§ WHAT YOU WILL DO
Whichever lines of the material contain "EngineConfig", copy each of them.

**** TASK INPUT ****

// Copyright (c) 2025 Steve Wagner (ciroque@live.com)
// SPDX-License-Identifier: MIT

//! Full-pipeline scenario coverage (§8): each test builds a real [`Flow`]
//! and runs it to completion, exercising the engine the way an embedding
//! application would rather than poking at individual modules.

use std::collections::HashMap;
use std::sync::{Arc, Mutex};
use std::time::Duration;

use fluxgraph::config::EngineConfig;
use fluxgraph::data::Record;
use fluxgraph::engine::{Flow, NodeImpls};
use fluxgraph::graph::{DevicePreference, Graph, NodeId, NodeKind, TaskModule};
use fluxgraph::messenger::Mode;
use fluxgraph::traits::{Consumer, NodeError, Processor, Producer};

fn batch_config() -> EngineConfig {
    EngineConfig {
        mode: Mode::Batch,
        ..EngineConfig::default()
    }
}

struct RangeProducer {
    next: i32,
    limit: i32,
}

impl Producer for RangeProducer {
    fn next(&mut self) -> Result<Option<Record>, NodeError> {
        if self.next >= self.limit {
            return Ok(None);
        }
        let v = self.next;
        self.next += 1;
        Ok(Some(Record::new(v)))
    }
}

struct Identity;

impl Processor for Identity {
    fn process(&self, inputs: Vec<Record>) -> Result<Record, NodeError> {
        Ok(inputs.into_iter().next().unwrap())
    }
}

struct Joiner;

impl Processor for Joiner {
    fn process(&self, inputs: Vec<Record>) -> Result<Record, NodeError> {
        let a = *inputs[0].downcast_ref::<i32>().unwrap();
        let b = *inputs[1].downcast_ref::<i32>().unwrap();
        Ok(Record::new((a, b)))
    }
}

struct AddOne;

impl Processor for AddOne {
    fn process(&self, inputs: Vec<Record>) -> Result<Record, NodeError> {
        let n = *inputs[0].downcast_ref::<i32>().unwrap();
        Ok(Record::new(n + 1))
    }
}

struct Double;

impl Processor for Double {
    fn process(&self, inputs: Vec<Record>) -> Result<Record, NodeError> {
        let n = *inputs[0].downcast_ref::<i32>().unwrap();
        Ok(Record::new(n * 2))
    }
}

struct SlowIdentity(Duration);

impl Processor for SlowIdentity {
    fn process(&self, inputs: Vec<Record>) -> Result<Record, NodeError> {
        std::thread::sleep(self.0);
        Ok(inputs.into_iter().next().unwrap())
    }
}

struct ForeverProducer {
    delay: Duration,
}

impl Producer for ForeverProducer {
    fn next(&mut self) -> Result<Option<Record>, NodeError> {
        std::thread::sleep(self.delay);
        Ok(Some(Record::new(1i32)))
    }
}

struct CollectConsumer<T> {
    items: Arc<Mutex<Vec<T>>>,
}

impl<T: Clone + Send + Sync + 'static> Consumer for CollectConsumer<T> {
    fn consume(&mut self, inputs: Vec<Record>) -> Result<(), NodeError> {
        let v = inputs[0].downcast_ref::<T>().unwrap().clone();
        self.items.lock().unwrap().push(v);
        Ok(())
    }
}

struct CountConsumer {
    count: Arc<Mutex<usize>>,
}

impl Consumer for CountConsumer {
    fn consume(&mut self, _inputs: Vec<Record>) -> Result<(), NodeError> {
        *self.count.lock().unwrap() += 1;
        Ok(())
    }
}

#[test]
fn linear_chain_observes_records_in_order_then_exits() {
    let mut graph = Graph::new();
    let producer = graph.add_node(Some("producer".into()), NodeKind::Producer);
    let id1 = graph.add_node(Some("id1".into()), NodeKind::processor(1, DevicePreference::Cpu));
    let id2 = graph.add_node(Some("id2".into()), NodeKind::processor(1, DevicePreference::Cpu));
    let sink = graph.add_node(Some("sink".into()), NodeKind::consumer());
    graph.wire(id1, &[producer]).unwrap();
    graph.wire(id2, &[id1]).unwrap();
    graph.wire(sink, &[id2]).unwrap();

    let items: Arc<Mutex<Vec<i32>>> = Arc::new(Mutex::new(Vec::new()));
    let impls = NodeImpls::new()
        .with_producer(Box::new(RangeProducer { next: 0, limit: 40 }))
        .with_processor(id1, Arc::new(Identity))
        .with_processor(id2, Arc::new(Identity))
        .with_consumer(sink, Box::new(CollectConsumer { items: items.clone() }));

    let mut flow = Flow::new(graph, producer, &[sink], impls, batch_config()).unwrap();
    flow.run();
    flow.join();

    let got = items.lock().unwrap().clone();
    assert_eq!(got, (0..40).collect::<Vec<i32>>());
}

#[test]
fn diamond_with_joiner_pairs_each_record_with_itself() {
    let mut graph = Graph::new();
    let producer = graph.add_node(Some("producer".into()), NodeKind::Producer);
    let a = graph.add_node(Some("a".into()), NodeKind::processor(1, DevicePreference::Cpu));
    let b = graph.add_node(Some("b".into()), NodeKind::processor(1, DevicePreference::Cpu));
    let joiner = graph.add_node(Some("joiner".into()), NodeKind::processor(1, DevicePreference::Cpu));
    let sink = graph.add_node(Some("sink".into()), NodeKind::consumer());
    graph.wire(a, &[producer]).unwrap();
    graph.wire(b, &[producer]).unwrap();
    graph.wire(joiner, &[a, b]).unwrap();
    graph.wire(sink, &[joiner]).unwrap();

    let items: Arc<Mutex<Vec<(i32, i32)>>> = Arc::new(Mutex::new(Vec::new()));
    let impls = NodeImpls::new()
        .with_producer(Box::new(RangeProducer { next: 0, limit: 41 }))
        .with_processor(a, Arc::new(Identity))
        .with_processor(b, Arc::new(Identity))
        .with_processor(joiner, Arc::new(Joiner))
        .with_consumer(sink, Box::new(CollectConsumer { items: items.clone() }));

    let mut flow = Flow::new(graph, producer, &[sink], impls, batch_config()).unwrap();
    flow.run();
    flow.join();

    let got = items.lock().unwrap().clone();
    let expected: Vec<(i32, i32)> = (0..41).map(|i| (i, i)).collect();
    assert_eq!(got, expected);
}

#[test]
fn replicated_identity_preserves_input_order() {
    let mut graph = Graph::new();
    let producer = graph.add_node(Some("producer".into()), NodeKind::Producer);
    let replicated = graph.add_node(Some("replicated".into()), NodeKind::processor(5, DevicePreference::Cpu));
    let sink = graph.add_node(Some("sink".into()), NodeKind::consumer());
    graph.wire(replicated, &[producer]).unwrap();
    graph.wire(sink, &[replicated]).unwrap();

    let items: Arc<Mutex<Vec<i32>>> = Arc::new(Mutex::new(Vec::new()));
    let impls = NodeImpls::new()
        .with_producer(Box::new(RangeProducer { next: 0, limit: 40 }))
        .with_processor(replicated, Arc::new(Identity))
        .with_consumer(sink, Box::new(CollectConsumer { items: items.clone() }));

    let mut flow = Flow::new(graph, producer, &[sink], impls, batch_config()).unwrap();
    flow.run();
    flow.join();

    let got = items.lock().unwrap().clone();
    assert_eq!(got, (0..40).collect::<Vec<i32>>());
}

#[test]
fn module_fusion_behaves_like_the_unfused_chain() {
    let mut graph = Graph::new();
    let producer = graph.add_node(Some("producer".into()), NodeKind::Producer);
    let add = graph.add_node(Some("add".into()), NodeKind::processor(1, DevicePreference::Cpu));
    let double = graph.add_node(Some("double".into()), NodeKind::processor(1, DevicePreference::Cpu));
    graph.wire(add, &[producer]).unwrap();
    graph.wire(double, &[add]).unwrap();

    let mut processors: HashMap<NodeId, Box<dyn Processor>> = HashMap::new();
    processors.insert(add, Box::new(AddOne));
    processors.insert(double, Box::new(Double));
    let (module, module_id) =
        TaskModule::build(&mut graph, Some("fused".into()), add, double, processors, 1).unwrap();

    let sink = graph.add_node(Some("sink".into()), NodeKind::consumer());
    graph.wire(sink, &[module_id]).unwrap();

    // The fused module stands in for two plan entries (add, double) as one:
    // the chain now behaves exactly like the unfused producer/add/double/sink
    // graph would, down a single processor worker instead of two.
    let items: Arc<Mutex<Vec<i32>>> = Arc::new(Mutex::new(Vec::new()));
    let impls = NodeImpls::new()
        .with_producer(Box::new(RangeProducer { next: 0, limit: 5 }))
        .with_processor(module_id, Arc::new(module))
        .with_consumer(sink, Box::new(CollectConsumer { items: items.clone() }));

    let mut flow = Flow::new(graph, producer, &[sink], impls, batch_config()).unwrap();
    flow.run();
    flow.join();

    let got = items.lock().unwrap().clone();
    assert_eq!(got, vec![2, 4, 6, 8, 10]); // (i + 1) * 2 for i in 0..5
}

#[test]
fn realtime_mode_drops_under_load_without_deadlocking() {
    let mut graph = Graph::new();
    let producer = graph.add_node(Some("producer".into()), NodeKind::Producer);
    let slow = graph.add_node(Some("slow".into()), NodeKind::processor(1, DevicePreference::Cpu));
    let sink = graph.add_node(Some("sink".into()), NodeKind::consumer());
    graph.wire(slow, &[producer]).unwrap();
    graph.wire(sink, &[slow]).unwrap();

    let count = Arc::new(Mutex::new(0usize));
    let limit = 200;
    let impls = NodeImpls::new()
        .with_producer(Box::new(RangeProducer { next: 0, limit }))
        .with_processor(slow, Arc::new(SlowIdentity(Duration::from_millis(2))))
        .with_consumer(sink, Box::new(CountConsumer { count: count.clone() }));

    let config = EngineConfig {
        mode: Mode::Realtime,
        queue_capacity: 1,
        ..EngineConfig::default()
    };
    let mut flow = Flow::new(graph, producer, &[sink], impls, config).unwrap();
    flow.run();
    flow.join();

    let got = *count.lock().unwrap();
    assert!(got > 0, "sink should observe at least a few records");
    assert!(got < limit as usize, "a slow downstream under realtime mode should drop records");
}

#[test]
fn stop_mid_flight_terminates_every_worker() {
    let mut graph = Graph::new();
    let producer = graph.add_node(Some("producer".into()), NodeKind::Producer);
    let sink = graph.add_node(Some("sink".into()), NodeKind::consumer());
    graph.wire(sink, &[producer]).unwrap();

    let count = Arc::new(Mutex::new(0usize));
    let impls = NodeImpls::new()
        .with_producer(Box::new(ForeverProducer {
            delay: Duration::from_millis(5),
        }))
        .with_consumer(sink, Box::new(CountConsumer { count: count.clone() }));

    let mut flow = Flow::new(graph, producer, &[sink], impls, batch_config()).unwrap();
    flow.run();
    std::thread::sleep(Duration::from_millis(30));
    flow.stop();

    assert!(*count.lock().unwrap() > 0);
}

****
**** TASK INPUT ****

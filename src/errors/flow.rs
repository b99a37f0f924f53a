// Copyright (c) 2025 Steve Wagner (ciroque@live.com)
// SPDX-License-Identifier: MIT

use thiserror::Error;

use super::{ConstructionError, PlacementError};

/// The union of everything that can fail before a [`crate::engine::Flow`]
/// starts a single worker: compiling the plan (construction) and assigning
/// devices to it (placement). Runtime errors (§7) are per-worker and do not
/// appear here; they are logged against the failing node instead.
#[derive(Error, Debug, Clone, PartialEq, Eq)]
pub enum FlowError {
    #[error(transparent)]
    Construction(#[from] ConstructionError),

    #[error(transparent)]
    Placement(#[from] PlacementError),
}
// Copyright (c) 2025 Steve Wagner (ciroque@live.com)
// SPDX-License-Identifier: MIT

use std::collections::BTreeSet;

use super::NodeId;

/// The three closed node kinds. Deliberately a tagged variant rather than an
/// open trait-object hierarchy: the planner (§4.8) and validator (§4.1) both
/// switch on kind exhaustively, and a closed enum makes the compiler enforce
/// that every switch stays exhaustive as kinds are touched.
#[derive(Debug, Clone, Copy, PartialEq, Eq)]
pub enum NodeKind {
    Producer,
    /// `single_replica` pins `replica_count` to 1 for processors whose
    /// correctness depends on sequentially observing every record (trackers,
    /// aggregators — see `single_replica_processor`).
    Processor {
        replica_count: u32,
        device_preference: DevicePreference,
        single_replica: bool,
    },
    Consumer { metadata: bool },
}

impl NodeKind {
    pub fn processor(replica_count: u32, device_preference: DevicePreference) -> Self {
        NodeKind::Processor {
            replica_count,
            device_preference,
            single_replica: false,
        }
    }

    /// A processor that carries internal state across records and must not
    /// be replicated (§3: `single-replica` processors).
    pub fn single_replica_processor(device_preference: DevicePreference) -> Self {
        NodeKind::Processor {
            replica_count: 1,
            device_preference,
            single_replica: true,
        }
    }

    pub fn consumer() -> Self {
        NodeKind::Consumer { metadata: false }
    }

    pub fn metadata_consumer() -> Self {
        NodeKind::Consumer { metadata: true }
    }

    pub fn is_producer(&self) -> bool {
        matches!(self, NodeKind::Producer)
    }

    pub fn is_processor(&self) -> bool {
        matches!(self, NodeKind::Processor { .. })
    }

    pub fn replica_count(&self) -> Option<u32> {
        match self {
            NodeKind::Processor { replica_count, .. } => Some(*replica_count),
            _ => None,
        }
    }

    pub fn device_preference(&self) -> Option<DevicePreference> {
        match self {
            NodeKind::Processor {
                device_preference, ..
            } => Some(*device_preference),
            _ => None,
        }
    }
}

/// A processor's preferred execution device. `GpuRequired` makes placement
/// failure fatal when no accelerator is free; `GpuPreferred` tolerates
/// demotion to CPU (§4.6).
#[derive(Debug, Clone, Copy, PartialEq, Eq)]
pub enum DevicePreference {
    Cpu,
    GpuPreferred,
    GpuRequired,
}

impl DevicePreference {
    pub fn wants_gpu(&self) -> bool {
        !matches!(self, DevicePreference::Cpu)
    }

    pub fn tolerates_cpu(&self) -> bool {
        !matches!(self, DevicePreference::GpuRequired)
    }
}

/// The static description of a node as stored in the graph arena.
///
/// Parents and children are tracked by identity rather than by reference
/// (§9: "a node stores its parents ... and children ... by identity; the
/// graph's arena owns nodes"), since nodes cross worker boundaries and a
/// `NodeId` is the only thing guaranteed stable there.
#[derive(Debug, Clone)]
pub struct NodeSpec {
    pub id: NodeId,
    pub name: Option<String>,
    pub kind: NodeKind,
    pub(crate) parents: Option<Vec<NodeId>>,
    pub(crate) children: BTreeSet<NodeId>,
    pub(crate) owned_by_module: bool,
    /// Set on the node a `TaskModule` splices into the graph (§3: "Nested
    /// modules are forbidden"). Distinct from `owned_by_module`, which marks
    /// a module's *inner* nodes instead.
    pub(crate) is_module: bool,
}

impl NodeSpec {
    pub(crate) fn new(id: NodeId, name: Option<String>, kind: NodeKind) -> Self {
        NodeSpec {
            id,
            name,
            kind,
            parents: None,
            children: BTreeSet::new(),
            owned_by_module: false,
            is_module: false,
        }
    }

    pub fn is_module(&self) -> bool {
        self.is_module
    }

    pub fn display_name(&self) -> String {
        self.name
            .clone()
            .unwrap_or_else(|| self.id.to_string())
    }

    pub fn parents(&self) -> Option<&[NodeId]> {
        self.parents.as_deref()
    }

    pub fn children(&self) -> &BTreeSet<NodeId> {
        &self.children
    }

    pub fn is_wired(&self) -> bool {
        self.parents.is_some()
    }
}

****

§ ANSWER TO THIS EXERCISE
use fluxgraph::config::EngineConfig;
fn batch_config() -> EngineConfig {
    EngineConfig {
        ..EngineConfig::default()
    let config = EngineConfig {
        ..EngineConfig::default()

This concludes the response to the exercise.